**Material for this exercise**:

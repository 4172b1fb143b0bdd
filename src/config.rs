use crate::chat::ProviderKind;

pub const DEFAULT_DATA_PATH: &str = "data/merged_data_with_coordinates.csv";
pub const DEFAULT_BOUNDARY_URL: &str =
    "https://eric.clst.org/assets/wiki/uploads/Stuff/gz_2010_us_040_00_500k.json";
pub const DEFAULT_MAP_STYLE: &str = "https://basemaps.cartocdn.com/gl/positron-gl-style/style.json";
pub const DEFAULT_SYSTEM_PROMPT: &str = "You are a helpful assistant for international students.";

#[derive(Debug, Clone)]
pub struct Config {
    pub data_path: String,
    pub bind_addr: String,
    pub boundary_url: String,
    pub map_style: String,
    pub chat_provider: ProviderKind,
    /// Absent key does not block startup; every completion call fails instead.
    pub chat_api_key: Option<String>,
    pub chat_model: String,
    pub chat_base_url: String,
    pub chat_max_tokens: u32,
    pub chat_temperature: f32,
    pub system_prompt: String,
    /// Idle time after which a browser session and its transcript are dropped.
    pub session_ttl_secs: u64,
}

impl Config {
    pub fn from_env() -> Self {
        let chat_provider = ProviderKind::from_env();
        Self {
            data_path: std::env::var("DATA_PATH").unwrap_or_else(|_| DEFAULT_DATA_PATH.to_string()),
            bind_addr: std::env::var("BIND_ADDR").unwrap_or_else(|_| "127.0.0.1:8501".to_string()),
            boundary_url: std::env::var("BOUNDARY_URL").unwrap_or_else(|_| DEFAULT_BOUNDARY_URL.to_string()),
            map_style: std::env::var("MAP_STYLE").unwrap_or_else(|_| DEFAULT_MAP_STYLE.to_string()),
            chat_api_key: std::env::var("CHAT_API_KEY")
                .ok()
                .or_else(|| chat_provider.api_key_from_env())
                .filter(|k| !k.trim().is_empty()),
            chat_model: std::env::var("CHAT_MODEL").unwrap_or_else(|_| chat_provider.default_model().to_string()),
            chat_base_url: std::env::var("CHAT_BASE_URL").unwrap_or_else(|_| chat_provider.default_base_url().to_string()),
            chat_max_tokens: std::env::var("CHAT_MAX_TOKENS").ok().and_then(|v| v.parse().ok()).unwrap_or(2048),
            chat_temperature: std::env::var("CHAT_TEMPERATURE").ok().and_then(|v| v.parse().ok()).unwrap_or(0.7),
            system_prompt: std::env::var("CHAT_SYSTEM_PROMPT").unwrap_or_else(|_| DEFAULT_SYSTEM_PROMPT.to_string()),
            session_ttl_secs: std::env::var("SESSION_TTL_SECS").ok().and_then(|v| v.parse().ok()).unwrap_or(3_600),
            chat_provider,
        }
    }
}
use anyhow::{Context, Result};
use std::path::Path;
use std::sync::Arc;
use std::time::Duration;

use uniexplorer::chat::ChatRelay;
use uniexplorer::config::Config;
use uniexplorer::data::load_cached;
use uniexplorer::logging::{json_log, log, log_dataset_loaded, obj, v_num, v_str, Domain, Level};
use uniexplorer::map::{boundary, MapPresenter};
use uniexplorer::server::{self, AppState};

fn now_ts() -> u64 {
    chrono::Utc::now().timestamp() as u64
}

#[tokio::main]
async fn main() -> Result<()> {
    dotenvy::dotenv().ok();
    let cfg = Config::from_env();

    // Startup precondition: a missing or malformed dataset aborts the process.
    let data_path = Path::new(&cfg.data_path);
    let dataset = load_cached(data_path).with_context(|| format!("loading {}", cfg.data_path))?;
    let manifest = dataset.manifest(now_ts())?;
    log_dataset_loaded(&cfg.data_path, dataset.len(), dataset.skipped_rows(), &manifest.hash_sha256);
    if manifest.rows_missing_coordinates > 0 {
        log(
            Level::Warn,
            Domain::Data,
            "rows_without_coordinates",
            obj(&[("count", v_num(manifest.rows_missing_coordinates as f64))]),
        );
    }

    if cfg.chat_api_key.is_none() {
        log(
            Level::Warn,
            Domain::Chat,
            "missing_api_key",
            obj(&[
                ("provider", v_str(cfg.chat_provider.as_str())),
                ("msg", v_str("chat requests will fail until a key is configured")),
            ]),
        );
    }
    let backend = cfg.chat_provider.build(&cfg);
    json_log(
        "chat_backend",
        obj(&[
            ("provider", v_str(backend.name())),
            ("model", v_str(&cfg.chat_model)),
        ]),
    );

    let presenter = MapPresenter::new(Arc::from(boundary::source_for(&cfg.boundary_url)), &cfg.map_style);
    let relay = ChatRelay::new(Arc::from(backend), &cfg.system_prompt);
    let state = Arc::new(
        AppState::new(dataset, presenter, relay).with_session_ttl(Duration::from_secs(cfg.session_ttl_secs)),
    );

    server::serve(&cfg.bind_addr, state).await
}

**Exercise aim**:
Extract exactly and only the lines above from the line containing "let cfg = Config::from_env();" through the line containing "let manifest = dataset.manifest(now_ts())?;", both end lines included.

**Task answer**:
    let cfg = Config::from_env();

    // Startup precondition: a missing or malformed dataset aborts the process.
    let data_path = Path::new(&cfg.data_path);
    let dataset = load_cached(data_path).with_context(|| format!("loading {}", cfg.data_path))?;
    let manifest = dataset.manifest(now_ts())?;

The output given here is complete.